Она поднялась по лестнице, хотя каждая ступенька так и норовила ее зацепить, едва она собиралась поставить на нее ногу, и увидела, что спальня пуста и что ни человек, ни пес не устроились в ванной наверху, забавляясь монотонным кап-кап-кап из крана, который никогда не хотел закрываться. В полном недоумении она еще дважды обошла дом, заглянула даже в кладовку, под лестницу и под раковину. Уже почти совсем стемнело, и кубики льда в стакане позвякивали, как колокольчики, когда она решилась выглянуть наружу.

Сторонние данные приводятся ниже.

pub mod admin;
pub mod auth;
pub mod bill;
pub mod config;
pub mod measurement;
pub mod notification;
pub mod order;
pub mod payment;
pub mod pool;
pub mod schema;
pub mod state;
pub mod utils;

use axum::Router;
use tower_http::{cors::CorsLayer, trace::TraceLayer};

use crate::state::AppState;

/// Assembles the full application router: one router per domain module,
/// nested under `/api`, with request tracing and CORS for the SPA.
pub fn app(state: AppState) -> Router {
    let api = Router::new()
        .merge(auth::routes::get_routes())
        .merge(measurement::routes::get_routes())
        .merge(order::routes::get_routes())
        .merge(bill::routes::get_routes())
        .merge(payment::routes::get_routes())
        .merge(notification::routes::get_routes())
        .merge(admin::routes::get_routes());

    Router::new()
        .nest("/api", api)
        .fallback(utils::handler_404)
        .layer(TraceLayer::new_for_http())
        .layer(CorsLayer::permissive())
        .with_state(state)
}
use axum::{
    Json,
    extract::{Path, State},
    http::StatusCode,
};
use diesel::prelude::*;
use diesel_async::RunQueryDsl;
use uuid::Uuid;

use super::models::{CreateOrderRequest, NewOrder, Order, OrderChangeset, OrderStatus, StatusUpdateRequest};
use crate::auth::models::AccessTokenClaims;
use crate::notification::models::NotificationKind;
use crate::schema::{measurements, orders};
use crate::state::AppState;
use crate::utils::{ApiError, ApiResponse, ValidatedJson};

pub async fn create_order(
    State(state): State<AppState>,
    claims: AccessTokenClaims,
    ValidatedJson(payload): ValidatedJson<CreateOrderRequest>,
) -> Result<(StatusCode, Json<ApiResponse<Order>>), ApiError> {
    let caller_id = claims.user_id()?;
    let mut conn = state.pool.get().await?;

    // A referenced measurement must exist and belong to the caller. Both
    // failures surface as 404 so order creation never leaks other
    // customers' measurement ids.
    if let Some(measurement_id) = payload.measurement_id {
        let owner = measurements::table
            .find(measurement_id)
            .select(measurements::user_id)
            .first::<Uuid>(&mut conn)
            .await
            .optional()?;

        match owner {
            Some(owner) if owner == caller_id => {}
            _ => return Err(ApiError::not_found("measurement not found")),
        }
    }

    let order = diesel::insert_into(orders::table)
        .values(&NewOrder {
            user_id: caller_id,
            measurement_id: payload.measurement_id,
            order_type: payload.order_type,
            fabric_type: payload.fabric_type,
            color: payload.color,
            design_preference: payload.design_preference,
            quantity: payload.quantity.unwrap_or(1),
            delivery_date: payload.delivery_date,
            status: OrderStatus::Pending.as_str().to_owned(),
        })
        .returning(Order::as_returning())
        .get_result(&mut conn)
        .await?;

    drop(conn);

    state
        .notifier
        .notify(
            order.user_id,
            "Order Placed",
            &format!(
                "Your {} order #{} has been placed. We will keep you posted as it progresses.",
                order.order_type, order.id
            ),
            NotificationKind::Success,
        )
        .await;

    Ok((
        StatusCode::CREATED,
        Json(ApiResponse::new("Order placed successfully", order)),
    ))
}

pub async fn get_orders(
    State(state): State<AppState>,
    claims: AccessTokenClaims,
) -> Result<Json<ApiResponse<Vec<Order>>>, ApiError> {
    let caller_id = claims.user_id()?;
    let mut conn = state.pool.get().await?;

    let mut query = orders::table.select(Order::as_select()).into_boxed();

    if !claims.is_admin() {
        query = query.filter(orders::user_id.eq(caller_id));
    }

    let rows = query
        .order(orders::created_at.desc())
        .load(&mut conn)
        .await?;

    Ok(Json(ApiResponse::new("Orders fetched", rows)))
}

pub async fn get_order_by_id(
    State(state): State<AppState>,
    claims: AccessTokenClaims,
    Path(id): Path<i32>,
) -> Result<Json<ApiResponse<Order>>, ApiError> {
    let mut conn = state.pool.get().await?;

    let order = find_owned(&mut conn, id, &claims).await?;

    Ok(Json(ApiResponse::new("Order fetched", order)))
}

pub async fn update_order(
    State(state): State<AppState>,
    claims: AccessTokenClaims,
    Path(id): Path<i32>,
    ValidatedJson(changeset): ValidatedJson<OrderChangeset>,
) -> Result<Json<ApiResponse<Order>>, ApiError> {
    if changeset.is_empty() {
        return Err(ApiError::validation("no fields to update"));
    }

    let mut conn = state.pool.get().await?;

    let order = find_owned(&mut conn, id, &claims).await?;

    // Customers may only reshape an order the shop has not started on.
    if !claims.is_admin() && order.status != OrderStatus::Pending.as_str() {
        return Err(ApiError::validation(
            "order can only be edited while it is pending",
        ));
    }

    let updated = diesel::update(orders::table.find(id))
        .set(&changeset)
        .returning(Order::as_returning())
        .get_result(&mut conn)
        .await?;

    Ok(Json(ApiResponse::new("Order updated", updated)))
}

pub async fn update_order_status(
    State(state): State<AppState>,
    claims: AccessTokenClaims,
    Path(id): Path<i32>,
    ValidatedJson(payload): ValidatedJson<StatusUpdateRequest>,
) -> Result<Json<ApiResponse<Order>>, ApiError> {
    claims.require_admin()?;
    let next = OrderStatus::parse(&payload.status)?;

    let mut conn = state.pool.get().await?;

    let order = orders::table
        .find(id)
        .select(Order::as_select())
        .first(&mut conn)
        .await
        .optional()?
        .ok_or_else(|| ApiError::not_found("order not found"))?;

    let current = OrderStatus::parse(&order.status)
        .map_err(|_| ApiError::internal(format!("order {} has status '{}'", id, order.status)))?;

    if !current.can_transition_to(next) {
        return Err(ApiError::validation(format!(
            "cannot change status from {} to {}",
            current.as_str(),
            next.as_str()
        )));
    }

    // Persist first; the notification is best effort and never rolls the
    // status back.
    let updated = diesel::update(orders::table.find(id))
        .set(orders::status.eq(next.as_str()))
        .returning(Order::as_returning())
        .get_result(&mut conn)
        .await?;

    drop(conn);

    let kind = match next {
        OrderStatus::Delivered => NotificationKind::Success,
        OrderStatus::Cancelled => NotificationKind::Warning,
        _ => NotificationKind::Info,
    };

    state
        .notifier
        .notify(
            updated.user_id,
            "Order Status Updated",
            &format!("Your order #{} is now {}.", updated.id, next.label()),
            kind,
        )
        .await;

    Ok(Json(ApiResponse::new("Order status updated", updated)))
}

pub async fn delete_order(
    State(state): State<AppState>,
    claims: AccessTokenClaims,
    Path(id): Path<i32>,
) -> Result<Json<ApiResponse<()>>, ApiError> {
    let mut conn = state.pool.get().await?;

    find_owned(&mut conn, id, &claims).await?;

    diesel::delete(orders::table.find(id))
        .execute(&mut conn)
        .await?;

    Ok(Json(ApiResponse::message("Order deleted")))
}

async fn find_owned(
    conn: &mut diesel_async::AsyncPgConnection,
    id: i32,
    claims: &AccessTokenClaims,
) -> Result<Order, ApiError> {
    let order = orders::table
        .find(id)
        .select(Order::as_select())
        .first(conn)
        .await
        .optional()?
        .ok_or_else(|| ApiError::not_found("order not found"))?;

    claims.authorize_owner(order.user_id)?;
    Ok(order)
}
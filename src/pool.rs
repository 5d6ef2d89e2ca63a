use diesel_async::{AsyncPgConnection, pooled_connection::AsyncDieselConnectionManager};

use crate::utils::Pool;

pub async fn get_pool(database_url: &str, max_size: u32) -> Result<Pool, String> {
    let config = AsyncDieselConnectionManager::<AsyncPgConnection>::new(database_url);
    let pool = bb8::Pool::builder()
        .max_size(max_size)
        .build(config)
        .await
        .map_err(|e| format!("Failed to create db pool: {}", e))?;

    Ok(pool)
}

– Уолт! – позвала она, высунув голову за дверь. – Пиратка!

Назад прикатило хилое, блеющее эхо, а затем, откуда-то снизу прокрался замирающий шепот, не громче жужжания комара или птичьего посвиста, приглушенного темнотой.

– Помогите, – услышала она; звук был настолько слабый и напряженный, что она едва его различила.

– Уолт? – снова позвала она.

И затем…

– Юнис, сюда, дьявол тебя побери.

Она так испугалась, что уронила стакан, и он разбился о плиты у ее ног, забрызгав ей щиколотки водкой. Света становилось все меньше, она плохо видела, да еще без очков, и была совершенно, по-настоящему сбита с толку, услышав голос мужа, доносящийся из ниоткуда.

– Уолт, – бормотала она, пробираясь по темной лужайке, как по минному полю, и когда вдруг упала, то виной этому была не головка водоразбрызгивателя, не нора суслика и не рельеф лужайки, а длинное и худое, растянувшееся на земле тело ее мужа.

Упав, Юнис вскрикнула – резкий короткий выдох изумления, за которым последовал мягкий звук падения и почти неизбежный хруст крупной кости или сочленения. Он слышал этот хруст раньше, столько раз, что и не сосчитать, слышал на футбольном поле, на бейсбольной или баскетбольной площадке, и сразу понял, что случилась беда. Даже хуже, чем просто беда, если такое возможно.